**Exercise objective:** Even if a line seems odd, print it as it is, and include every record.

Stored data:
----------

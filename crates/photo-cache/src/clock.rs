//! Time source for entry timestamps and eviction cutoffs

use chrono::{DateTime, Utc};

pub trait Clock: Send + Sync {
    fn now(&self) -> DateTime<Utc>;
}

/// Wall-clock time
#[derive(Debug, Clone, Copy, Default)]
pub struct SystemClock;

impl Clock for SystemClock {
    fn now(&self) -> DateTime<Utc> {
        Utc::now()
    }
}
//! Error types for the Unsplash API client

use std::fmt;

/// Errors that can occur when talking to the Unsplash API
#[derive(Debug)]
pub enum UnsplashError {
    /// No access key was configured
    MissingAccessKey,
    /// HTTP request failed
    Http(reqwest::Error),
    /// Failed to parse JSON response
    Json(serde_json::Error),
    /// The access key was rejected (401)
    Unauthorized,
    /// The hourly request quota is used up (403)
    RateLimited,
    /// Any other non-success status
    UnexpectedStatus(u16),
}

impl fmt::Display for UnsplashError {
    fn fmt(&self, f: &mut fmt::Formatter<'_>) -> fmt::Result {
        match self {
            Self::MissingAccessKey => write!(f, "No Unsplash access key provided"),
            Self::Http(e) => write!(f, "Unsplash HTTP error: {}", e),
            Self::Json(e) => write!(f, "Unsplash JSON parse error: {}", e),
            Self::Unauthorized => write!(f, "Unsplash rejected the access key"),
            Self::RateLimited => write!(f, "Unsplash rate limit exceeded, try again later"),
            Self::UnexpectedStatus(status) => {
                write!(f, "Unsplash returned unexpected status {}", status)
            }
        }
    }
}

impl std::error::Error for UnsplashError {
    fn source(&self) -> Option<&(dyn std::error::Error + 'static)> {
        match self {
            Self::Http(e) => Some(e),
            Self::Json(e) => Some(e),
            _ => None,
        }
    }
}

impl From<reqwest::Error> for UnsplashError {
    fn from(e: reqwest::Error) -> Self {
        Self::Http(e)
    }
}

impl From<serde_json::Error> for UnsplashError {
    fn from(e: serde_json::Error) -> Self {
        Self::Json(e)
    }
}

/// Result type for Unsplash API operations
pub type Result<T> = std::result::Result<T, UnsplashError>;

----------

**Written answer:**
filename crates/photo-cache/src/clock.rs
//! Time source for entry timestamps and eviction cutoffs

use chrono::{DateTime, Utc};

pub trait Clock: Send + Sync {
    fn now(&self) -> DateTime<Utc>;
}

/// Wall-clock time
#[derive(Debug, Clone, Copy, Default)]
pub struct SystemClock;

impl Clock for SystemClock {
    fn now(&self) -> DateTime<Utc> {
        Utc::now()
    }
}
//! Error types for the Unsplash API client

use std::fmt;

/// Errors that can occur when talking to the Unsplash API
#[derive(Debug)]
pub enum UnsplashError {
    /// No access key was configured
    MissingAccessKey,
    /// HTTP request failed
    Http(reqwest::Error),
    /// Failed to parse JSON response
    Json(serde_json::Error),
    /// The access key was rejected (401)
    Unauthorized,
    /// The hourly request quota is used up (403)
    RateLimited,
    /// Any other non-success status
    UnexpectedStatus(u16),
}

impl fmt::Display for UnsplashError {
    fn fmt(&self, f: &mut fmt::Formatter<'_>) -> fmt::Result {
        match self {
            Self::MissingAccessKey => write!(f, "No Unsplash access key provided"),
            Self::Http(e) => write!(f, "Unsplash HTTP error: {}", e),
            Self::Json(e) => write!(f, "Unsplash JSON parse error: {}", e),
            Self::Unauthorized => write!(f, "Unsplash rejected the access key"),
            Self::RateLimited => write!(f, "Unsplash rate limit exceeded, try again later"),
            Self::UnexpectedStatus(status) => {
                write!(f, "Unsplash returned unexpected status {}", status)
            }
        }
    }
}

impl std::error::Error for UnsplashError {
    fn source(&self) -> Option<&(dyn std::error::Error + 'static)> {
        match self {
            Self::Http(e) => Some(e),
            Self::Json(e) => Some(e),
            _ => None,
        }
    }
}

impl From<reqwest::Error> for UnsplashError {
    fn from(e: reqwest::Error) -> Self {
        Self::Http(e)
    }
}

impl From<serde_json::Error> for UnsplashError {
    fn from(e: serde_json::Error) -> Self {
        Self::Json(e)
    }
}

/// Result type for Unsplash API operations
pub type Result<T> = std::result::Result<T, UnsplashError>;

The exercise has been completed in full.